··· DATA FOR THE TASK

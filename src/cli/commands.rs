use std::path::PathBuf;

use clap::{Args, Parser, Subcommand};

const VERSION: &str = env!("GIT_VERSION");

#[derive(Parser)]
#[command(
    name = "taskhelper",
    version = VERSION,
    about = "Browse, post and manage neighbourhood help requests",
    after_help = "\
NOTE:
  All data is in-memory mock data. Nothing is persisted between runs.
  Use --catalog <file> (or TASKHELPER_CATALOG) to browse your own JSON catalog.

EXIT CODES:
  0  Success
  1  Error (invalid filter, invalid form input, unknown task, etc.)

LOGGING:
  Set TASKHELPER_LOG (e.g. `taskhelper=debug`) to log to stderr."
)]
pub struct Cli {
    #[command(subcommand)]
    pub command: Commands,

    /// Output as JSON
    #[arg(long, global = true)]
    pub json: bool,

    /// Configuration file (JSON)
    #[arg(long, global = true)]
    pub config: Option<PathBuf>,

    /// Task catalog file (JSON), overrides the configured one
    #[arg(long, global = true)]
    pub catalog: Option<PathBuf>,
}

#[derive(Subcommand)]
pub enum Commands {
    /// List tasks matching the given filters
    #[command(after_help = "\
FILTERS:
  --scope     all | title | description | tags | location
  --quick     urgent | today | high-pay
  --category  all | shopping | cleaning | delivery | petcare | repair | others
  --price     0-2000 | 2000-5000 | 5000-10000 | 10000+   (bounds inclusive)
  --time      today | tomorrow | this-week | flexible
  --sort      newest | price-high | price-low | distance

  All filters combine with AND. `distance` keeps catalog order.")]
    List(ListArgs),

    /// Show one task
    Show {
        /// Task ID
        id: u32,
    },

    /// List task categories
    Categories,

    /// Post a new task
    #[command(after_help = "\
RULES:
  title >= 5 chars, description >= 15 chars, budget 500..=50000,
  date today or later (YYYY-MM-DD), time morning|afternoon|evening|anytime.
  Up to 4 images, image/* only, 10MB each. Image problems never block posting.")]
    Create(CreateArgs),

    /// Requester / helper dashboard
    Dashboard {
        /// requester | helper
        #[arg(long)]
        role: String,
        /// View name (requester: posted|completed, helper: applied|completed)
        #[arg(long)]
        view: Option<String>,
        /// Status filter key, or `all`
        #[arg(long, default_value = "all")]
        status: String,
    },

    /// Review applicants for the sample posting
    Applicants {
        /// rating | experience | distance | applied
        #[arg(long, default_value = "rating")]
        sort: String,
        /// Select this applicant as the helper
        #[arg(long)]
        select: Option<u32>,
    },
}

#[derive(Args)]
pub struct ListArgs {
    /// Free-text search (case-insensitive)
    #[arg(long, default_value = "")]
    pub search: String,
    #[arg(long, default_value = "all")]
    pub scope: String,
    #[arg(long, default_value = "")]
    pub quick: String,
    #[arg(long, default_value = "all")]
    pub category: String,
    /// Location code, e.g. `shibuya`
    #[arg(long)]
    pub location: Option<String>,
    #[arg(long, default_value = "")]
    pub price: String,
    #[arg(long, default_value = "")]
    pub time: String,
    #[arg(long, default_value = "newest")]
    pub sort: String,
}

#[derive(Args)]
pub struct CreateArgs {
    #[arg(long, default_value = "")]
    pub category: String,
    #[arg(long, default_value = "")]
    pub title: String,
    #[arg(long, default_value = "")]
    pub description: String,
    #[arg(long, default_value = "")]
    pub location: String,
    #[arg(long, default_value = "")]
    pub budget: String,
    /// Preferred date, YYYY-MM-DD
    #[arg(long, default_value = "")]
    pub date: String,
    /// Preferred time slot
    #[arg(long, default_value = "")]
    pub time: String,
    #[arg(long)]
    pub urgent: bool,
    /// Attach an image (repeatable)
    #[arg(long = "image")]
    pub images: Vec<PathBuf>,
    /// Validate and preview without posting
    #[arg(long)]
    pub dry_run: bool,
}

······

Each line of the listing should be copied exactly, with none left out.

filename src/cli/commands.rs
use std::path::PathBuf;

use clap::{Args, Parser, Subcommand};

const VERSION: &str = env!("GIT_VERSION");

#[derive(Parser)]
#[command(
    name = "taskhelper",
    version = VERSION,
    about = "Browse, post and manage neighbourhood help requests",
    after_help = "\
NOTE:
  All data is in-memory mock data. Nothing is persisted between runs.
  Use --catalog <file> (or TASKHELPER_CATALOG) to browse your own JSON catalog.

EXIT CODES:
  0  Success
  1  Error (invalid filter, invalid form input, unknown task, etc.)

LOGGING:
  Set TASKHELPER_LOG (e.g. `taskhelper=debug`) to log to stderr."
)]
pub struct Cli {
    #[command(subcommand)]
    pub command: Commands,

    /// Output as JSON
    #[arg(long, global = true)]
    pub json: bool,

    /// Configuration file (JSON)
    #[arg(long, global = true)]
    pub config: Option<PathBuf>,

    /// Task catalog file (JSON), overrides the configured one
    #[arg(long, global = true)]
    pub catalog: Option<PathBuf>,
}

#[derive(Subcommand)]
pub enum Commands {
    /// List tasks matching the given filters
    #[command(after_help = "\
FILTERS:
  --scope     all | title | description | tags | location
  --quick     urgent | today | high-pay
  --category  all | shopping | cleaning | delivery | petcare | repair | others
  --price     0-2000 | 2000-5000 | 5000-10000 | 10000+   (bounds inclusive)
  --time      today | tomorrow | this-week | flexible
  --sort      newest | price-high | price-low | distance

  All filters combine with AND. `distance` keeps catalog order.")]
    List(ListArgs),

    /// Show one task
    Show {
        /// Task ID
        id: u32,
    },

    /// List task categories
    Categories,

    /// Post a new task
    #[command(after_help = "\
RULES:
  title >= 5 chars, description >= 15 chars, budget 500..=50000,
  date today or later (YYYY-MM-DD), time morning|afternoon|evening|anytime.
  Up to 4 images, image/* only, 10MB each. Image problems never block posting.")]
    Create(CreateArgs),

    /// Requester / helper dashboard
    Dashboard {
        /// requester | helper
        #[arg(long)]
        role: String,
        /// View name (requester: posted|completed, helper: applied|completed)
        #[arg(long)]
        view: Option<String>,
        /// Status filter key, or `all`
        #[arg(long, default_value = "all")]
        status: String,
    },

    /// Review applicants for the sample posting
    Applicants {
        /// rating | experience | distance | applied
        #[arg(long, default_value = "rating")]
        sort: String,
        /// Select this applicant as the helper
        #[arg(long)]
        select: Option<u32>,
    },
}

#[derive(Args)]
pub struct ListArgs {
    /// Free-text search (case-insensitive)
    #[arg(long, default_value = "")]
    pub search: String,
    #[arg(long, default_value = "all")]
    pub scope: String,
    #[arg(long, default_value = "")]
    pub quick: String,
    #[arg(long, default_value = "all")]
    pub category: String,
    /// Location code, e.g. `shibuya`
    #[arg(long)]
    pub location: Option<String>,
    #[arg(long, default_value = "")]
    pub price: String,
    #[arg(long, default_value = "")]
    pub time: String,
    #[arg(long, default_value = "newest")]
    pub sort: String,
}

#[derive(Args)]
pub struct CreateArgs {
    #[arg(long, default_value = "")]
    pub category: String,
    #[arg(long, default_value = "")]
    pub title: String,
    #[arg(long, default_value = "")]
    pub description: String,
    #[arg(long, default_value = "")]
    pub location: String,
    #[arg(long, default_value = "")]
    pub budget: String,
    /// Preferred date, YYYY-MM-DD
    #[arg(long, default_value = "")]
    pub date: String,
    /// Preferred time slot
    #[arg(long, default_value = "")]
    pub time: String,
    #[arg(long)]
    pub urgent: bool,
    /// Attach an image (repeatable)
    #[arg(long = "image")]
    pub images: Vec<PathBuf>,
    /// Validate and preview without posting
    #[arg(long)]
    pub dry_run: bool,
}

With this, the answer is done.